Although self-restricted T cells are peptide-specific and can distinguish among closely related ligands, they have some flexibility in the recognition of sequence variants of their natural peptide epitopes. Alloreactive cytotoxic T lymphocytes (CTL) can recognize specific peptides bound to the allo-major histocompatibility complex (MHC) molecule, but their plasticity in the recognition of related peptide variants has not been properly defined. The anti-B*2705 alloreactive CTL 27S69 specifically recognizes a natural octamer ligand of HLA-B*2705. In this study, we tested the recognition of a nested set of epitope variants by this CTL clone.
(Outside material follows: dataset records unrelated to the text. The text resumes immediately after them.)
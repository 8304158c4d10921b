//! Axum router configuration with middleware.
//!
//! Routes: `/ws` for the chat relay WebSocket, `/health` for liveness.
//! Middleware: CORS, tracing.

use axum::Router;
use axum::extract::State;
use axum::routing::get;
use tower_http::cors::{Any, CorsLayer};
use tower_http::trace::TraceLayer;

use crate::http::handlers;
use crate::state::AppState;

/// Build the complete router with all routes and middleware.
pub fn build_router(state: AppState) -> Router {
    let cors = CorsLayer::new()
        .allow_origin(Any)
        .allow_methods(Any)
        .allow_headers(Any);

    Router::new()
        .route("/ws", get(handlers::ws::ws_handler))
        .route("/health", get(health_check))
        .layer(cors)
        .layer(TraceLayer::new_for_http())
        .with_state(state)
}

/// GET /health - Simple health check endpoint.
async fn health_check(State(state): State<AppState>) -> axum::Json<serde_json::Value> {
    axum::Json(serde_json::json!({
        "status": "ok",
        "version": env!("CARGO_PKG_VERSION"),
        "connections": state.registry.len(),
    }))
}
Although none of these peptides was recognized equally as the natural epitope, two of the peptide variants were recognized with only slightly decreased efficiency. Peptide sensitization assays showed that CTL recognition of epitope variants correlated directly with conservation of two non-anchor residues that were critical for recognition of the natural epitope, and inversely with peptide length. Molecular modeling of the peptide variants complexed with B*2705 provided a rational explanation for their differential recognition. Location of the two critical peptide residues at the right three-dimensional space favored efficient recognition by CTL 27S69. The negative effect of increasing peptide length on recognition was due to the bigger bulging surface between the two critical residues, which precluded for optimal interaction with the specific T-cell receptors (TCR). Our results demonstrate that an alloreactive CTL has a degree of plasticity in the recognition of peptide epitope variants that is comparable to that of peptide-specific self-restricted CTL, and define the structural features determining crossreaction among related peptides.